Kikuo Hayakawa , NOST Tokyo (Innovatie Attaché Netwerk Tokio)
Origineel gepubliceerd op de site van RVO.
De Japanse regering krijgt een nieuw publiek-privaat agentschap voor cybersecurity-expertise. Het nieuwe agentschap wordt verantwoordelijk voor de bescherming van kritieke infrastructuur tegen cyberaanvallen. Ethical Hackers worden opgeleid om overheid en bedrijfsleven beter te beschermen richting de Olympische Spelen van Tokio in 2020. De funding en expertise komt van overheid en bedrijfsleven.
The Japanese government has said it will launch a new cybersecurity-agency: The Industrial Cybersecurity Promotion Agency (provisional name). Its job will be to lead the development of countermeasures against cyber-attacks on critical infrastructures such as electricity, gas and other industrial sectors that are believed to be increasingly exposed with the advent of the Internet of Things. The new agency is expected to give a boost to the development of human resources, cyberspecialists in the field of ethical hacking (socalled white hat hackers) and fund and coordinate research on advanced cybersecurity measures and technologies. The government plans to establish the agency in 2017 or the first quarter of 2018. Its first big priority will be to strengthen relevant measures ahead of the 2020 Tokyo Olympic and Paralympic Games.
Full (English) text
Japan is increasingly targeted by email viruses and ransomware attacks which are designed to extract valuable data from companies and organizations. Ransomware-related complaints from Japanese companies increased by 40 times (!) in 2015, according to information from security company Trend Micro. Actually, Japan needs at least 22,000 additional information-security-related engineers to provide comprehensive protection for its industries and critical infrastructures, according to Japan’s Information-technology Promotion Agency (IPA).

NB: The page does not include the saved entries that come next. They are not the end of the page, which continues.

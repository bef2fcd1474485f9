//! GPIO pin abstractions
//!
//! The GPU raises a readiness line once its receiver is running; the CPU
//! samples it before streaming commands.

/// Digital output pin
pub trait OutputPin {
    /// Drive the pin high (logic 1)
    fn set_high(&mut self);

    /// Drive the pin low (logic 0)
    fn set_low(&mut self);

    /// Drive the pin to a specific state
    fn set_state(&mut self, high: bool) {
        if high {
            self.set_high();
        } else {
            self.set_low();
        }
    }
}

/// Digital input pin
pub trait InputPin {
    /// Check if the pin reads high (logic 1)
    fn is_high(&mut self) -> bool;

    /// Check if the pin reads low (logic 0)
    fn is_low(&mut self) -> bool {
        !self.is_high()
    }
}

/// Adapter from `embedded-hal` 1.0 digital pins
///
/// Pin errors read as low and are otherwise ignored: a readiness line that
/// cannot be read is treated as "not ready".
#[derive(Debug)]
pub struct HalPin<P>(pub P);

impl<P> HalPin<P> {
    /// Wrap an `embedded-hal` pin
    pub const fn new(pin: P) -> Self {
        Self(pin)
    }

    /// Unwrap the inner pin
    pub fn into_inner(self) -> P {
        self.0
    }
}

impl<P: embedded_hal::digital::OutputPin> OutputPin for HalPin<P> {
    fn set_high(&mut self) {
        let _ = embedded_hal::digital::OutputPin::set_high(&mut self.0);
    }

    fn set_low(&mut self) {
        let _ = embedded_hal::digital::OutputPin::set_low(&mut self.0);
    }
}

impl<P: embedded_hal::digital::InputPin> InputPin for HalPin<P> {
    fn is_high(&mut self) -> bool {
        embedded_hal::digital::InputPin::is_high(&mut self.0).unwrap_or(false)
    }
}

#[cfg(test)]
mod tests {
    use super::*;
    use core::convert::Infallible;
    use embedded_hal::digital::ErrorType;

    struct MockLine {
        high: bool,
        fail: bool,
    }

    #[derive(Debug)]
    struct LineFault;

    impl embedded_hal::digital::Error for LineFault {
        fn kind(&self) -> embedded_hal::digital::ErrorKind {
            embedded_hal::digital::ErrorKind::Other
        }
    }

    impl ErrorType for MockLine {
        type Error = LineFault;
    }

    impl embedded_hal::digital::InputPin for MockLine {
        fn is_high(&mut self) -> Result<bool, LineFault> {
            if self.fail {
                Err(LineFault)
            } else {
                Ok(self.high)
            }
        }

        fn is_low(&mut self) -> Result<bool, LineFault> {
            embedded_hal::digital::InputPin::is_high(self).map(|high| !high)
        }
    }

    struct MockOutput {
        high: bool,
    }

    impl ErrorType for MockOutput {
        type Error = Infallible;
    }

    impl embedded_hal::digital::OutputPin for MockOutput {
        fn set_low(&mut self) -> Result<(), Infallible> {
            self.high = false;
            Ok(())
        }

        fn set_high(&mut self) -> Result<(), Infallible> {
            self.high = true;
            Ok(())
        }
    }

    #[test]
    fn test_input_adapter() {
        let mut pin = HalPin::new(MockLine {
            high: true,
            fail: false,
        });
        assert!(pin.is_high());
        assert!(!pin.is_low());
    }

    #[test]
    fn test_input_error_reads_low() {
        let mut pin = HalPin::new(MockLine {
            high: true,
            fail: true,
        });
        assert!(!pin.is_high());
    }

    #[test]
    fn test_output_set_state() {
        let mut pin = HalPin::new(MockOutput { high: false });
        pin.set_state(true);
        assert!(pin.0.high);
        pin.set_state(false);
        assert!(!pin.into_inner().high);
    }
}
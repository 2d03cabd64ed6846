use std::future::Future;
use std::pin::Pin;
use std::sync::Arc;

use serde::Deserialize;

use crate::http_client::{HttpClient, HttpRequest};
use crate::source::{IntradayQuote, IntradayRequest, IntradaySource, SourceError};
use crate::{Bar, BarSeries, Interval, UtcDateTime};

/// Yahoo Finance chart-endpoint adapter.
///
/// One GET per invocation against the public v8 chart endpoint. The same
/// response carries the session series and the issuer metadata the
/// dashboard needs (short name, previous close), so no second call is
/// made. No retry, no caching: every refresh cycle hits upstream fresh.
pub struct YahooAdapter {
    http_client: Arc<dyn HttpClient>,
}

impl YahooAdapter {
    pub fn new(http_client: Arc<dyn HttpClient>) -> Self {
        Self { http_client }
    }

    fn chart_endpoint(req: &IntradayRequest) -> String {
        let range = match req.interval {
            Interval::OneMinute | Interval::FiveMinutes | Interval::FifteenMinutes => "1d",
            Interval::OneHour => "5d",
            Interval::OneDay => "1mo",
        };

        format!(
            "https://query1.finance.yahoo.com/v8/finance/chart/{}?range={}&interval={}",
            urlencoding::encode(req.symbol.as_str()),
            range,
            req.interval.as_str()
        )
    }

    async fn fetch_chart(&self, req: &IntradayRequest) -> Result<IntradayQuote, SourceError> {
        let request = HttpRequest::get(Self::chart_endpoint(req))
            .with_header("referer", "https://finance.yahoo.com/");

        let response = self.http_client.execute(request).await.map_err(|e| {
            SourceError::unavailable(format!("yahoo transport error: {}", e.message()))
        })?;

        if !response.is_success() {
            return Err(SourceError::unavailable(format!(
                "yahoo returned status {}",
                response.status
            )));
        }

        parse_chart_response(&response.body, req)
    }
}

impl IntradaySource for YahooAdapter {
    fn intraday<'a>(
        &'a self,
        req: IntradayRequest,
    ) -> Pin<Box<dyn Future<Output = Result<IntradayQuote, SourceError>> + Send + 'a>> {
        Box::pin(async move { self.fetch_chart(&req).await })
    }
}

/// Parse the v8 chart payload into the normalized intraday shape.
///
/// An API-level `chart.error` or a missing result block maps to an empty
/// series, not a `SourceError`: "no data for this symbol right now" is
/// the expected market-closed/unknown-symbol outcome and the caller
/// handles it as absence. Only malformed JSON is an internal error.
fn parse_chart_response(body: &str, req: &IntradayRequest) -> Result<IntradayQuote, SourceError> {
    let chart_response: YahooChartResponse = serde_json::from_str(body)
        .map_err(|e| SourceError::internal(format!("failed to parse yahoo chart: {e}")))?;

    let empty = |name: Option<String>, previous_close: Option<f64>| IntradayQuote {
        name,
        previous_close,
        series: BarSeries::new(req.symbol.clone(), req.interval, Vec::new()),
    };

    if chart_response.chart.error.is_some() {
        return Ok(empty(None, None));
    }

    let Some(result) = chart_response.chart.result.into_iter().next() else {
        return Ok(empty(None, None));
    };

    let name = result.meta.short_name.clone();
    let previous_close = result
        .meta
        .previous_close
        .or(result.meta.chart_previous_close);

    let (Some(timestamp), Some(quote)) = (
        result.timestamp,
        result.indicators.quote.into_iter().next(),
    ) else {
        return Ok(empty(name, previous_close));
    };

    let mut bars = Vec::with_capacity(timestamp.len());
    for (i, &ts_value) in timestamp.iter().enumerate() {
        let Ok(ts) = UtcDateTime::from_unix_timestamp(ts_value) else {
            continue;
        };

        // Rows with any missing OHLC field are dropped, as are rows that
        // fail bar validation; the provider interleaves nulls freely.
        if let (Some(Some(open)), Some(Some(high)), Some(Some(low)), Some(Some(close))) = (
            quote.open.get(i),
            quote.high.get(i),
            quote.low.get(i),
            quote.close.get(i),
        ) {
            let volume = quote
                .volume
                .get(i)
                .copied()
                .flatten()
                .and_then(|v| u64::try_from(v).ok());

            if let Ok(bar) = Bar::new(ts, *open, *high, *low, *close, volume) {
                bars.push(bar);
            }
        }
    }

    Ok(IntradayQuote {
        name,
        previous_close,
        series: BarSeries::new(req.symbol.clone(), req.interval, bars),
    })
}

// Yahoo Finance chart API response structures.

#[derive(Debug, Clone, Deserialize)]
struct YahooChartResponse {
    chart: YahooChartData,
}

#[derive(Debug, Clone, Deserialize)]
struct YahooChartData {
    #[serde(default)]
    result: Vec<YahooChartResult>,
    #[serde(default)]
    error: Option<YahooApiError>,
}

#[derive(Debug, Clone, Deserialize)]
#[allow(dead_code)]
struct YahooApiError {
    #[serde(default)]
    code: Option<String>,
    #[serde(default)]
    description: Option<String>,
}

#[derive(Debug, Clone, Deserialize)]
struct YahooChartResult {
    meta: YahooChartMeta,
    timestamp: Option<Vec<i64>>,
    indicators: YahooChartIndicators,
}

#[derive(Debug, Clone, Deserialize)]
struct YahooChartMeta {
    #[serde(rename = "shortName", default)]
    short_name: Option<String>,
    #[serde(rename = "previousClose", default)]
    previous_close: Option<f64>,
    #[serde(rename = "chartPreviousClose", default)]
    chart_previous_close: Option<f64>,
}

#[derive(Debug, Clone, Deserialize)]
struct YahooChartIndicators {
    quote: Vec<YahooChartQuote>,
}

#[derive(Debug, Clone, Deserialize)]
struct YahooChartQuote {
    #[serde(default)]
    open: Vec<Option<f64>>,
    #[serde(default)]
    high: Vec<Option<f64>>,
    #[serde(default)]
    low: Vec<Option<f64>>,
    #[serde(default)]
    close: Vec<Option<f64>>,
    #[serde(default)]
    volume: Vec<Option<i64>>,
}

Some 140,000 of existing engineers are lacking the necessary expertise (1). Meanwhile, there is a growing thread of dataleaks from governmental organizations and companies. Particularly vulnerable and increasingly at risk of cyber-attacks on critical infrastructures such are electricity grids, gas pipelines, and (petro)chemical facilities. Based on the situation, the Japanese government is planning to launch a new agency (provisional name: Industrial Cybersecurity Promotion Agency) to lead the development of countermeasures against cyber-attacks on critical infrastructures (2).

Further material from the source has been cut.